Saved data entries

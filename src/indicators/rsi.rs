// =============================================================================
// Relative Strength Index (RSI) — Wilder's smoothing
// =============================================================================
//
// The first `period` deltas seed the average gain / average loss with simple
// means; afterwards Wilder's smoothing applies:
//   avg_gain' = (avg_gain * (period - 1) + gain) / period   (likewise loss)
//   RSI       = 100 - 100 / (1 + avg_gain / avg_loss)
// When the average loss is zero the RSI saturates at 100.
//
// Signal strengths scale with how deep the RSI sits in the oversold /
// overbought zone.

use crate::indicators::{Indicator, IndicatorState};
use crate::signals::Signal;
use crate::types::{Symbol, TradeRecord};

pub const DEFAULT_OVERSOLD: f64 = 30.0;
pub const DEFAULT_OVERBOUGHT: f64 = 70.0;

pub struct RsiIndicator {
    id: String,
    name: String,
    symbol: Symbol,
    period: usize,
    oversold: f64,
    overbought: f64,
    prev_price: Option<f64>,
    /// Deltas folded so far (saturates at `period` once Wilder mode starts).
    deltas_seen: usize,
    sum_gain: f64,
    sum_loss: f64,
    avg_gain: f64,
    avg_loss: f64,
}

impl RsiIndicator {
    /// `period` must be > 0. Thresholds follow the conventional 30/70.
    pub fn new(period: usize, symbol: Symbol) -> Self {
        Self::with_thresholds(period, symbol, DEFAULT_OVERSOLD, DEFAULT_OVERBOUGHT)
    }

    pub fn with_thresholds(
        period: usize,
        symbol: Symbol,
        oversold: f64,
        overbought: f64,
    ) -> Self {
        assert!(period > 0, "RSI period must be > 0");
        assert!(
            oversold < overbought,
            "oversold threshold must sit below overbought"
        );
        Self {
            id: format!("rsi-{period}-{symbol}"),
            name: format!("RSI({period})"),
            symbol,
            period,
            oversold,
            overbought,
            prev_price: None,
            deltas_seen: 0,
            sum_gain: 0.0,
            sum_loss: 0.0,
            avg_gain: 0.0,
            avg_loss: 0.0,
        }
    }

    fn rsi(&self) -> f64 {
        if self.avg_loss == 0.0 {
            return 100.0;
        }
        let rs = self.avg_gain / self.avg_loss;
        100.0 - 100.0 / (1.0 + rs)
    }
}

impl Indicator for RsiIndicator {
    fn id(&self) -> &str {
        &self.id
    }

    fn name(&self) -> &str {
        &self.name
    }

    fn symbol(&self) -> &Symbol {
        &self.symbol
    }

    fn update(&mut self, trade: &TradeRecord) -> Option<IndicatorState> {
        if trade.symbol != self.symbol {
            return None;
        }

        let prev = match self.prev_price.replace(trade.price) {
            Some(prev) => prev,
            None => return None, // first price carries no delta
        };

        let delta = trade.price - prev;
        let gain = delta.max(0.0);
        let loss = (-delta).max(0.0);

        if self.deltas_seen < self.period {
            // Warm-up: simple means of the first `period` deltas.
            self.sum_gain += gain;
            self.sum_loss += loss;
            self.deltas_seen += 1;
            if self.deltas_seen < self.period {
                return None;
            }
            self.avg_gain = self.sum_gain / self.period as f64;
            self.avg_loss = self.sum_loss / self.period as f64;
        } else {
            let period = self.period as f64;
            self.avg_gain = (self.avg_gain * (period - 1.0) + gain) / period;
            self.avg_loss = (self.avg_loss * (period - 1.0) + loss) / period;
        }

        let mut state = IndicatorState::new(
            &self.id,
            &self.name,
            self.symbol.clone(),
            trade,
            self.rsi(),
        );
        state.insert_num("avg_gain", self.avg_gain);
        state.insert_num("avg_loss", self.avg_loss);
        Some(state)
    }

    fn signal(&self, state: &IndicatorState) -> Signal {
        let rsi = state.value;

        if rsi < self.oversold {
            let strength = ((self.oversold - rsi) / self.oversold).min(1.0);
            Signal::buy(
                strength,
                state.last_update,
                format!("{} at {rsi:.1}: oversold", self.name),
            )
        } else if rsi > self.overbought {
            let strength = ((rsi - self.overbought) / (100.0 - self.overbought)).min(1.0);
            Signal::sell(
                strength,
                state.last_update,
                format!("{} at {rsi:.1}: overbought", self.name),
            )
        } else {
            Signal::hold(state.last_update)
        }
    }
}

// =============================================================================
// Unit Tests
// =============================================================================
#[cfg(test)]
mod tests {
    use super::*;
    use crate::indicators::tests::feed;

    fn sym() -> Symbol {
        Symbol::new("AAPL").unwrap()
    }

    #[test]
    fn monotonic_rise_saturates_at_100_and_sells() {
        // 15 strictly increasing prices = 14 deltas for RSI(14).
        let mut rsi = RsiIndicator::new(14, sym());
        let prices: Vec<f64> = (1..=15).map(|x| 100.0 + x as f64).collect();
        let states = feed(&mut rsi, "AAPL", &prices);

        assert_eq!(states.len(), 1);
        assert!((states[0].value - 100.0).abs() < 1e-10);

        let signal = rsi.signal(&states[0]);
        match &signal {
            Signal::Sell {
                strength, reason, ..
            } => {
                assert!((strength - 1.0).abs() < 1e-10);
                assert!(reason.contains("overbought"));
            }
            other => panic!("expected Sell, got {other:?}"),
        }
    }

    #[test]
    fn monotonic_fall_hits_zero_and_buys_full_strength() {
        let mut rsi = RsiIndicator::new(14, sym());
        let prices: Vec<f64> = (1..=20).rev().map(|x| 100.0 + x as f64).collect();
        let states = feed(&mut rsi, "AAPL", &prices);

        let last = states.last().unwrap();
        assert!(last.value.abs() < 1e-10);
        let signal = rsi.signal(last);
        assert!(signal.is_buy());
        assert!((signal.strength() - 1.0).abs() < 1e-10);
        assert!(signal.reason().unwrap().contains("oversold"));
    }

    #[test]
    fn warm_up_consumes_period_deltas() {
        let mut rsi = RsiIndicator::new(14, sym());
        // 14 prices = 13 deltas: still warming up.
        let prices: Vec<f64> = (1..=14).map(|x| x as f64).collect();
        assert!(feed(&mut rsi, "AAPL", &prices).is_empty());
    }

    #[test]
    fn rsi_stays_in_range_and_neutral_holds() {
        let mut rsi = RsiIndicator::new(3, sym());
        let states = feed(
            &mut rsi,
            "AAPL",
            &[100.0, 101.0, 99.5, 100.5, 99.8, 100.2, 100.0],
        );
        assert!(!states.is_empty());
        for state in &states {
            assert!((0.0..=100.0).contains(&state.value), "RSI out of range");
        }
        // Mixed small moves land between the thresholds.
        assert!(rsi.signal(states.last().unwrap()).is_hold());
    }

    #[test]
    fn wilder_smoothing_after_warmup() {
        // period 2, prices 10, 11, 12, 11:
        //   deltas: +1, +1, -1
        //   warm-up means after 2 deltas: gain 1.0, loss 0.0
        //   wilder on -1: gain (1*1+0)/2 = 0.5, loss (0*1+1)/2 = 0.5 => RSI 50.
        let mut rsi = RsiIndicator::new(2, sym());
        let states = feed(&mut rsi, "AAPL", &[10.0, 11.0, 12.0, 11.0]);
        assert_eq!(states.len(), 2);
        assert!((states[0].value - 100.0).abs() < 1e-10);
        assert!((states[1].value - 50.0).abs() < 1e-10);
    }
}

### DESCRIPTION OF THE TASK
What is needed is each line of the entries that contains the word "value".

### THE COMPLETED TASK
        let rsi = state.value;
        assert!((states[0].value - 100.0).abs() < 1e-10);
        assert!(last.value.abs() < 1e-10);
            assert!((0.0..=100.0).contains(&state.value), "RSI out of range");
        assert!((states[0].value - 100.0).abs() < 1e-10);
        assert!((states[1].value - 50.0).abs() < 1e-10);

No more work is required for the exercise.